Stored data entries

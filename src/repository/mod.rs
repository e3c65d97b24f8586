// ==========================================
// 表管理工具 - 数据仓储层（表存储门面）
// ==========================================
// 红线: Repository 不含业务逻辑
// ==========================================
// 职责: 提供表级 CRUD 接口，屏蔽远程/本地存储细节
// 约束: 所有值参数化传递，标识符统一转义/编码
// ==========================================

pub mod error;
pub mod rest_store;
pub mod sqlite_store;
pub mod table_store;

// 重导出核心类型
pub use error::{StoreError, StoreResult};
pub use rest_store::RestTableStore;
pub use sqlite_store::SqliteTableStore;
pub use table_store::{is_system_table, TableStore, SYSTEM_SCHEMAS};
//! Currency and shipping-country codes.
//!
//! Both enums are closed: the storefront only accepts currencies and ships
//! to countries the commerce gateway has been configured for. Unknown codes
//! coming back from the gateway are treated as contract violations by the
//! caller, not silently passed through.

use serde::{Deserialize, Serialize};
use thiserror::Error;

/// Error parsing a [`CurrencyCode`] from a string.
#[derive(Debug, Clone, Error)]
#[error("unsupported currency code: {0}")]
pub struct CurrencyCodeError(pub String);

/// ISO 4217 currency codes accepted by the storefront.
#[derive(Debug, Clone, Copy, PartialEq, Eq, Hash, Serialize, Deserialize, Default)]
#[serde(rename_all = "UPPERCASE")]
pub enum CurrencyCode {
    #[default]
    Eur,
    Usd,
    Gbp,
}

impl CurrencyCode {
    /// The ISO 4217 code, e.g. `"EUR"`.
    #[must_use]
    pub const fn code(&self) -> &'static str {
        match self {
            Self::Eur => "EUR",
            Self::Usd => "USD",
            Self::Gbp => "GBP",
        }
    }

    /// The display symbol, e.g. `"€"`.
    #[must_use]
    pub const fn symbol(&self) -> &'static str {
        match self {
            Self::Eur => "€",
            Self::Usd => "$",
            Self::Gbp => "£",
        }
    }
}

impl std::fmt::Display for CurrencyCode {
    fn fmt(&self, f: &mut std::fmt::Formatter<'_>) -> std::fmt::Result {
        f.write_str(self.code())
    }
}

impl std::str::FromStr for CurrencyCode {
    type Err = CurrencyCodeError;

    fn from_str(s: &str) -> Result<Self, Self::Err> {
        match s {
            "EUR" => Ok(Self::Eur),
            "USD" => Ok(Self::Usd),
            "GBP" => Ok(Self::Gbp),
            other => Err(CurrencyCodeError(other.to_owned())),
        }
    }
}

/// Error parsing a [`CountryCode`] from a string.
#[derive(Debug, Clone, Error)]
#[error("unsupported country code: {0}")]
pub struct CountryCodeError(pub String);

/// ISO 3166-1 alpha-2 codes for countries the storefront ships to.
///
/// The set covers the Greek home market plus the EU countries and a few
/// others the store delivers to. Guests abroad can still contribute to a
/// registry; these codes also back their billing addresses.
#[derive(Debug, Clone, Copy, PartialEq, Eq, Hash, Serialize, Deserialize, Default)]
#[serde(rename_all = "UPPERCASE")]
pub enum CountryCode {
    #[default]
    Gr,
    Cy,
    At,
    Be,
    Bg,
    De,
    Dk,
    Es,
    Fi,
    Fr,
    Ie,
    It,
    Lu,
    Mt,
    Nl,
    Pt,
    Ro,
    Se,
    Gb,
    Us,
}

impl CountryCode {
    /// All supported countries, in the order shown in address forms.
    pub const ALL: [Self; 20] = [
        Self::Gr,
        Self::Cy,
        Self::At,
        Self::Be,
        Self::Bg,
        Self::De,
        Self::Dk,
        Self::Es,
        Self::Fi,
        Self::Fr,
        Self::Ie,
        Self::It,
        Self::Lu,
        Self::Mt,
        Self::Nl,
        Self::Pt,
        Self::Ro,
        Self::Se,
        Self::Gb,
        Self::Us,
    ];

    /// The ISO 3166-1 alpha-2 code, e.g. `"GR"`.
    #[must_use]
    pub const fn code(&self) -> &'static str {
        match self {
            Self::Gr => "GR",
            Self::Cy => "CY",
            Self::At => "AT",
            Self::Be => "BE",
            Self::Bg => "BG",
            Self::De => "DE",
            Self::Dk => "DK",
            Self::Es => "ES",
            Self::Fi => "FI",
            Self::Fr => "FR",
            Self::Ie => "IE",
            Self::It => "IT",
            Self::Lu => "LU",
            Self::Mt => "MT",
            Self::Nl => "NL",
            Self::Pt => "PT",
            Self::Ro => "RO",
            Self::Se => "SE",
            Self::Gb => "GB",
            Self::Us => "US",
        }
    }

    /// English display name for address forms.
    #[must_use]
    pub const fn name(&self) -> &'static str {
        match self {
            Self::Gr => "Greece",
            Self::Cy => "Cyprus",
            Self::At => "Austria",
            Self::Be => "Belgium",
            Self::Bg => "Bulgaria",
            Self::De => "Germany",
            Self::Dk => "Denmark",
            Self::Es => "Spain",
            Self::Fi => "Finland",
            Self::Fr => "France",
            Self::Ie => "Ireland",
            Self::It => "Italy",
            Self::Lu => "Luxembourg",
            Self::Mt => "Malta",
            Self::Nl => "Netherlands",
            Self::Pt => "Portugal",
            Self::Ro => "Romania",
            Self::Se => "Sweden",
            Self::Gb => "United Kingdom",
            Self::Us => "United States",
        }
    }

    /// Whether the commerce gateway defines administrative areas for this
    /// country. Addresses in these countries must carry a `country_area`.
    #[must_use]
    pub const fn has_subdivisions(&self) -> bool {
        matches!(self, Self::Gr | Self::Cy)
    }
}

impl std::fmt::Display for CountryCode {
    fn fmt(&self, f: &mut std::fmt::Formatter<'_>) -> std::fmt::Result {
        f.write_str(self.code())
    }
}

impl std::str::FromStr for CountryCode {
    type Err = CountryCodeError;

    fn from_str(s: &str) -> Result<Self, Self::Err> {
        Self::ALL
            .iter()
            .find(|c| c.code() == s)
            .copied()
            .ok_or_else(|| CountryCodeError(s.to_owned()))
    }
}

#[cfg(test)]
#[allow(clippy::unwrap_used)]
mod tests {
    use super::*;

    #[test]
    fn test_currency_code_round_trip() {
        for code in ["EUR", "USD", "GBP"] {
            let parsed: CurrencyCode = code.parse().unwrap();
            assert_eq!(parsed.code(), code);
            assert_eq!(parsed.to_string(), code);
        }
    }

    #[test]
    fn test_currency_code_unknown() {
        assert!("CHF".parse::<CurrencyCode>().is_err());
        assert!("eur".parse::<CurrencyCode>().is_err());
    }

    #[test]
    fn test_currency_serde_uses_uppercase() {
        let json = serde_json::to_string(&CurrencyCode::Eur).unwrap();
        assert_eq!(json, "\"EUR\"");
        let back: CurrencyCode = serde_json::from_str("\"GBP\"").unwrap();
        assert_eq!(back, CurrencyCode::Gbp);
    }

    #[test]
    fn test_country_code_round_trip() {
        for country in CountryCode::ALL {
            let parsed: CountryCode = country.code().parse().unwrap();
            assert_eq!(parsed, country);
        }
    }

    #[test]
    fn test_country_code_unknown() {
        assert!("ZZ".parse::<CountryCode>().is_err());
    }

    #[test]
    fn test_subdivision_countries() {
        assert!(CountryCode::Gr.has_subdivisions());
        assert!(CountryCode::Cy.has_subdivisions());
        assert!(!CountryCode::De.has_subdivisions());
        assert!(!CountryCode::Us.has_subdivisions());
    }

    #[test]
    fn test_country_serde_uses_uppercase() {
        let json = serde_json::to_string(&CountryCode::Gr).unwrap();
        assert_eq!(json, "\"GR\"");
        let back: CountryCode = serde_json::from_str("\"CY\"").unwrap();
        assert_eq!(back, CountryCode::Cy);
    }
}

• **Task to carry out**: Only a number is wanted. How many lines of the entries above carry "alpha"?

• **Response to this exercise**: 2